In Brazil, the Sao Paulo stock exchange created the ISE corporate sustainability index as far back as 2005 – the fourth in the world and the second in an emerging market. Data is collected on a voluntary basis and corresponds to seven different criteria: general, product nature, corporate governance, economic and finance, environmental, social, and climate change. Both a good score and a minimum liquidity are required before selection is made. All in all, the index does not seem to have better returns compared to a classical investment portfolio. However, it can be argued that SRI investors may still prefer to invest in companies with better ESG performance even if financial results remain similar.Moreover, it can be said that the ISE directly influences corporate practice, appearing attractive to firms wishing to make their reputations visible, gain knowledge and exert influence on competitors and suppliers via their presence in the index.

Mexico has the IPC Sustentable, created by the Mexican stock exchange in 2011 with the involvement of the European ESG rating agency, Eiris. Here too, a requirement is minimum liquidity and companies are assessed on three criteria – environmental (50% of the score), social (40%), and governance (10%).

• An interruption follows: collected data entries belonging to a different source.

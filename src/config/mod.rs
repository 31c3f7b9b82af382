mod config;

pub use config::Settings;
use std::fmt;
use std::sync::Arc;

use alloy::dyn_abi::DynSolValue;
use alloy::json_abi::JsonAbi;
use alloy::primitives::Address;
use alloy::sol_types::SolCall;
use serde_json::Value;

use super::resolver::TypeResolver;
use crate::abis::IMulticall;
use crate::error::{MulticallError, Result};

/// User transform applied to a decoded return field.
pub type Transform = Arc<dyn Fn(&DynSolValue) -> DynSolValue + Send + Sync>;

/// Output key for one decoded return field, with an optional transform.
#[derive(Clone)]
pub struct ReturnField {
    pub key: String,
    pub transform: Option<Transform>,
}

impl ReturnField {
    pub fn new(key: impl Into<String>) -> Self {
        Self {
            key: key.into(),
            transform: None,
        }
    }

    pub fn with_transform<F>(key: impl Into<String>, transform: F) -> Self
    where
        F: Fn(&DynSolValue) -> DynSolValue + Send + Sync + 'static,
    {
        Self {
            key: key.into(),
            transform: Some(Arc::new(transform)),
        }
    }

    /// Transformed value, or a copy of `value` when there is no transform.
    pub fn apply(&self, value: &DynSolValue) -> DynSolValue {
        match &self.transform {
            Some(transform) => transform(value),
            None => value.clone(),
        }
    }
}

impl fmt::Debug for ReturnField {
    fn fmt(&self, f: &mut fmt::Formatter<'_>) -> fmt::Result {
        f.debug_struct("ReturnField")
            .field("key", &self.key)
            .field("transform", &self.transform.is_some())
            .finish()
    }
}

/// A read call as described by the caller.
///
/// Built either from a pseudo-signature carrying its return types:
///
/// ```ignore
/// let call = Call::signature("balanceOf(address)(uint256)")
///     .target(token)
///     .arg(owner.to_string())
///     .returns("balance");
/// ```
///
/// or from a contract ABI, where types are looked up by method name:
///
/// ```ignore
/// let call = Call::abi(erc20_abi, "balanceOf").target(token).arg(owner.to_string());
/// ```
///
/// Calls without a target are sent to the multicall contract itself.
#[derive(Clone, Debug)]
pub struct Call {
    pub target: Option<Address>,
    pub resolver: TypeResolver,
    pub args: Vec<Value>,
    pub returns: Vec<ReturnField>,
}

impl Call {
    pub fn new(resolver: TypeResolver) -> Self {
        Self {
            target: None,
            resolver,
            args: Vec::new(),
            returns: Vec::new(),
        }
    }

    /// Call described by `name(argTypes)(returnTypes)`.
    pub fn signature(signature: impl Into<String>) -> Self {
        Self::new(TypeResolver::Signature(signature.into()))
    }

    /// Call resolved against a contract ABI by method name.
    pub fn abi(abi: Arc<JsonAbi>, method: impl Into<String>) -> Self {
        Self::new(TypeResolver::Abi {
            abi,
            method: method.into(),
        })
    }

    pub fn target(mut self, target: Address) -> Self {
        self.target = Some(target);
        self
    }

    pub fn target_str(self, target: &str) -> Result<Self> {
        let address = target
            .parse()
            .map_err(|_| MulticallError::InvalidAddress(target.to_string()))?;
        Ok(self.target(address))
    }

    pub fn arg(mut self, value: impl Into<Value>) -> Self {
        self.args.push(value.into());
        self
    }

    pub fn args<I, V>(mut self, values: I) -> Self
    where
        I: IntoIterator<Item = V>,
        V: Into<Value>,
    {
        self.args.extend(values.into_iter().map(Into::into));
        self
    }

    pub fn returns(mut self, key: impl Into<String>) -> Self {
        self.returns.push(ReturnField::new(key));
        self
    }

    pub fn returns_with<F>(mut self, key: impl Into<String>, transform: F) -> Self
    where
        F: Fn(&DynSolValue) -> DynSolValue + Send + Sync + 'static,
    {
        self.returns.push(ReturnField::with_transform(key, transform));
        self
    }

    // ============================================
    // Multicall contract helpers
    // ============================================

    fn multicall_fn<C: SolCall>(return_type: &str) -> Self {
        Self::signature(format!("{}({return_type})", C::SIGNATURE))
    }

    /// Native balance of `address`.
    pub fn eth_balance(address: Address) -> Self {
        Self::multicall_fn::<IMulticall::getEthBalanceCall>("uint256").arg(address.to_string())
    }

    pub fn block_hash(block_number: u64) -> Self {
        Self::multicall_fn::<IMulticall::getBlockHashCall>("bytes32").arg(block_number)
    }

    pub fn last_block_hash() -> Self {
        Self::multicall_fn::<IMulticall::getLastBlockHashCall>("bytes32")
    }

    pub fn current_block_timestamp() -> Self {
        Self::multicall_fn::<IMulticall::getCurrentBlockTimestampCall>("uint256")
    }

    pub fn current_block_difficulty() -> Self {
        Self::multicall_fn::<IMulticall::getCurrentBlockDifficultyCall>("uint256")
    }

    pub fn current_block_gas_limit() -> Self {
        Self::multicall_fn::<IMulticall::getCurrentBlockGasLimitCall>("uint256")
    }

    pub fn current_block_coinbase() -> Self {
        Self::multicall_fn::<IMulticall::getCurrentBlockCoinbaseCall>("address")
    }
}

As with the Brazilian ISE, the IPC Sustentable changes its list of companies yearly.

The latest newcomer is the Chilean Sustainability Index jointly launched in 2015 by the stock exchange and S&P Dow Jones.  Known as the Dow Jones Sustainability Index Chile, it follows a best-in-class approach – cherry-picking the best companies and with no exclusion of sector – with assessment made on the basis of information submitted by listed companies. If a company decides not to answer the questionnaire, the evaluators can use publicly available data. The biggest difference from the Brazilian and Mexican indexes is the use of the Dow Jones name. It will be interesting to see in the next few years if this choice of launching a sustainability index with a widely known brand will accelerate the international awareness for this Index.

Helping responsible investors make their decisions

For investors, the most valuable information is not the Index composition itself but the methodology for assessing ESG performance. This is where the Dow Jones Sustainability Index Chile “best-in-class” approach may prove difficult for the socially responsible investor to swallow. Controversial businesses such as oil and tobacco can be included and, given that only the very best firms are selected, many firms with very good responsible business reputations may remain off the radar screen. As a result, Sustainability Indexes cannot perfectly replace the lack of ESG rating agencies. Indeed, both serve different purposes: the former are meant for reference or benchmark for SRI portfolios while ESG rating agencies evaluate the ESG performance of particular firms. This said, information from Sustainability Indexes in the context of Latin America can still help SRI investors to make their decisions. And for responsible investors, where there is no index to glean there are always corporate reports to read, announcements to hear – or the doom-laden prime-time TV news to watch.